- [Your instructions]:
Going down the listing below, print exactly each line from the one with "use shelfsync_db::*;" up to and including the one with "assert_eq!(count, 1);", and skip the rest.

- [Entries supplied]:
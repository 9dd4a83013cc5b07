use shelfsync_catalog::types::*;
use shelfsync_db::*;

fn test_category(name: &str, slug: &str) -> Category {
    Category {
        slug: slug.to_string(),
        name: name.to_string(),
        image_path: "/assets/img/no-photo.webp".to_string(),
        is_active: true,
        seo_title: None,
        seo_description: None,
    }
}

fn test_product(sku: &str, slug: &str, category_slug: &str) -> Product {
    Product {
        sku: sku.to_string(),
        slug: slug.to_string(),
        category_slug: category_slug.to_string(),
        name: format!("Product {sku}"),
        price: Some(59990.0),
        currency: "RUB".to_string(),
        in_stock: true,
        is_active: true,
        image_path: "/assets/img/no-photo.webp".to_string(),
        content_hash: "abc".to_string(),
    }
}

#[test]
fn upsert_and_find_category() {
    let conn = open_memory().unwrap();
    upsert_category(&conn, &test_category("Арматура", "armatura")).unwrap();

    let found = find_category_by_name(&conn, "Арматура").unwrap().unwrap();
    assert_eq!(found.slug, "armatura");
    assert!(found.is_active);

    assert!(find_category_by_name(&conn, "Трубы").unwrap().is_none());
}

#[test]
fn upsert_category_is_idempotent() {
    let conn = open_memory().unwrap();
    let category = test_category("Арматура", "armatura");
    upsert_category(&conn, &category).unwrap();
    upsert_category(&conn, &category).unwrap();

    let count: i64 = conn
        .query_row("SELECT COUNT(*) FROM categories", [], |row| row.get(0))
        .unwrap();
    assert_eq!(count, 1);
}

#[test]
fn category_slug_change_cascades_to_products() {
    let conn = open_memory().unwrap();
    upsert_category(&conn, &test_category("Арматура", "armatura")).unwrap();
    upsert_product(&conn, &test_product("SKU-001", "bar", "armatura")).unwrap();

    upsert_category(&conn, &test_category("Арматура", "rebar")).unwrap();

    let product = find_product_by_sku(&conn, "SKU-001").unwrap().unwrap();
    assert_eq!(product.category_slug, "rebar");
}

#[test]
fn category_update_preserves_seo_fields() {
    let conn = open_memory().unwrap();
    upsert_category(&conn, &test_category("Арматура", "armatura")).unwrap();
    set_category_seo(&conn, "armatura", Some("Rebar"), Some("Steel rebar")).unwrap();

    let mut updated = test_category("Арматура", "armatura");
    updated.image_path = "/assets/img/categories/armatura.webp".to_string();
    upsert_category(&conn, &updated).unwrap();

    let found = find_category_by_name(&conn, "Арматура").unwrap().unwrap();
    assert_eq!(found.seo_title.as_deref(), Some("Rebar"));
    assert_eq!(found.seo_description.as_deref(), Some("Steel rebar"));
    assert_eq!(found.image_path, "/assets/img/categories/armatura.webp");
}

#[test]
fn set_seo_on_missing_category_fails() {
    let conn = open_memory().unwrap();
    let err = set_category_seo(&conn, "nope", None, None).unwrap_err();
    assert!(matches!(err, OperationError::NotFound { .. }));
}

#[test]
fn deactivate_reports_only_real_transitions() {
    let conn = open_memory().unwrap();
    upsert_category(&conn, &test_category("Арматура", "armatura")).unwrap();
    upsert_product(&conn, &test_product("SKU-001", "bar", "armatura")).unwrap();

    assert!(deactivate_product(&conn, "SKU-001").unwrap());
    assert!(!deactivate_product(&conn, "SKU-001").unwrap());
    assert!(!deactivate_product(&conn, "SKU-404").unwrap());

    assert!(deactivate_category(&conn, "Арматура").unwrap());
    assert!(!deactivate_category(&conn, "Арматура").unwrap());

    let product = find_product_by_sku(&conn, "SKU-001").unwrap().unwrap();
    assert!(!product.is_active);
    assert_eq!(product.slug, "bar");
}

#[test]
fn product_upsert_updates_in_place() {
    let conn = open_memory().unwrap();
    upsert_category(&conn, &test_category("Арматура", "armatura")).unwrap();
    upsert_product(&conn, &test_product("SKU-001", "bar", "armatura")).unwrap();

    let mut changed = test_product("SKU-001", "bar-12", "armatura");
    changed.price = None;
    changed.in_stock = false;
    upsert_product(&conn, &changed).unwrap();

    let products = load_products(&conn).unwrap();
    assert_eq!(products.len(), 1);
    assert_eq!(products[0].slug, "bar-12");
    assert_eq!(products[0].price, None);
    assert!(!products[0].in_stock);
}

#[test]
fn product_requires_existing_category() {
    let conn = open_memory().unwrap();
    let result = upsert_product(&conn, &test_product("SKU-001", "bar", "missing"));
    assert!(result.is_err());
}

#[test]
fn duplicate_product_slug_is_rejected() {
    let conn = open_memory().unwrap();
    upsert_category(&conn, &test_category("Арматура", "armatura")).unwrap();
    upsert_product(&conn, &test_product("SKU-001", "bar", "armatura")).unwrap();
    let result = upsert_product(&conn, &test_product("SKU-002", "bar", "armatura"));
    assert!(result.is_err());
}

#[test]
fn product_images_are_replaced_wholesale() {
    let conn = open_memory().unwrap();
    upsert_category(&conn, &test_category("Арматура", "armatura")).unwrap();
    upsert_product(&conn, &test_product("SKU-001", "bar", "armatura")).unwrap();

    let image = |path: &str, order: i64| ProductImage {
        sku: "SKU-001".to_string(),
        file_path: path.to_string(),
        alt: String::new(),
        sort_order: order,
        is_primary: order == 0,
    };
    replace_product_images(&conn, "SKU-001", &[image("/a.webp", 0), image("/b.webp", 1)])
        .unwrap();
    replace_product_images(&conn, "SKU-001", &[image("/c.webp", 0)]).unwrap();

    let images = images_for_product(&conn, "SKU-001").unwrap();
    assert_eq!(images.len(), 1);
    assert_eq!(images[0].file_path, "/c.webp");
    assert!(images[0].is_primary);
}

#[test]
fn second_primary_image_is_rejected() {
    let conn = open_memory().unwrap();
    upsert_category(&conn, &test_category("Арматура", "armatura")).unwrap();
    upsert_product(&conn, &test_product("SKU-001", "bar", "armatura")).unwrap();

    let primary = |path: &str| ProductImage {
        sku: "SKU-001".to_string(),
        file_path: path.to_string(),
        alt: String::new(),
        sort_order: 0,
        is_primary: true,
    };
    let result = replace_product_images(&conn, "SKU-001", &[primary("/a.webp"), primary("/b.webp")]);
    assert!(result.is_err());
}

#[test]
fn redirects_are_appended() {
    let conn = open_memory().unwrap();
    let redirect = |old: &str, new: &str| NewRedirect {
        entity_type: EntityType::Product,
        entity_key: "SKU-001".to_string(),
        old_slug: old.to_string(),
        new_slug: new.to_string(),
    };
    let first = insert_redirect(&conn, &redirect("a", "b")).unwrap();
    let second = insert_redirect(&conn, &redirect("b", "c")).unwrap();
    assert!(second > first);

    let all = list_redirects(&conn, None).unwrap();
    assert_eq!(all.len(), 2);
    assert_eq!((all[0].old_slug.as_str(), all[0].new_slug.as_str()), ("a", "b"));
    assert_eq!(all[1].entity_type, EntityType::Product);
}

#[test]
fn image_fingerprint_upsert_overwrites() {
    let conn = open_memory().unwrap();
    let fp = |hash: &str| ImageFingerprint {
        output_path: "img/categories/armatura.webp".to_string(),
        source_path: "uploads/categories/armatura.png".to_string(),
        source_hash: hash.to_string(),
    };
    upsert_image_fingerprint(&conn, &fp("111")).unwrap();
    upsert_image_fingerprint(&conn, &fp("222")).unwrap();

    let map = load_image_fingerprints(&conn).unwrap();
    assert_eq!(map.len(), 1);
    assert_eq!(map["img/categories/armatura.webp"].source_hash, "222");
}

#[test]
fn import_run_with_row_errors() {
    let conn = open_memory().unwrap();
    let run = ImportRun {
        id: 0,
        file_name: "batch.csv".to_string(),
        started_at: "2026-01-01T00:00:00Z".to_string(),
        finished_at: "2026-01-01T00:00:05Z".to_string(),
        counters: RunCounters {
            rows_total: 3,
            rows_skipped: 1,
            products_created: 2,
            ..Default::default()
        },
    };
    let run_id = insert_import_run(&conn, &run).unwrap();
    insert_row_errors(
        &conn,
        run_id,
        &[RowError {
            line: 3,
            sku: None,
            kind: RowErrorKind::MissingField("sku"),
        }],
    )
    .unwrap();

    let runs = list_import_runs(&conn, 10).unwrap();
    assert_eq!(runs.len(), 1);
    assert_eq!(runs[0].counters.products_created, 2);
    assert_eq!(runs[0].counters.rows_skipped, 1);

    let errors = row_errors_for_run(&conn, run_id).unwrap();
    assert_eq!(errors.len(), 1);
    assert_eq!(errors[0].line, 3);
    assert_eq!(errors[0].code, "missing_field");
    assert_eq!(errors[0].message, "missing required field 'sku'");
}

- [Written response]:
use shelfsync_db::*;

fn test_category(name: &str, slug: &str) -> Category {
    Category {
        slug: slug.to_string(),
        name: name.to_string(),
        image_path: "/assets/img/no-photo.webp".to_string(),
        is_active: true,
        seo_title: None,
        seo_description: None,
    }
}

fn test_product(sku: &str, slug: &str, category_slug: &str) -> Product {
    Product {
        sku: sku.to_string(),
        slug: slug.to_string(),
        category_slug: category_slug.to_string(),
        name: format!("Product {sku}"),
        price: Some(59990.0),
        currency: "RUB".to_string(),
        in_stock: true,
        is_active: true,
        image_path: "/assets/img/no-photo.webp".to_string(),
        content_hash: "abc".to_string(),
    }
}

#[test]
fn upsert_and_find_category() {
    let conn = open_memory().unwrap();
    upsert_category(&conn, &test_category("Арматура", "armatura")).unwrap();

    let found = find_category_by_name(&conn, "Арматура").unwrap().unwrap();
    assert_eq!(found.slug, "armatura");
    assert!(found.is_active);

    assert!(find_category_by_name(&conn, "Трубы").unwrap().is_none());
}

#[test]
fn upsert_category_is_idempotent() {
    let conn = open_memory().unwrap();
    let category = test_category("Арматура", "armatura");
    upsert_category(&conn, &category).unwrap();
    upsert_category(&conn, &category).unwrap();

    let count: i64 = conn
        .query_row("SELECT COUNT(*) FROM categories", [], |row| row.get(0))
        .unwrap();
    assert_eq!(count, 1);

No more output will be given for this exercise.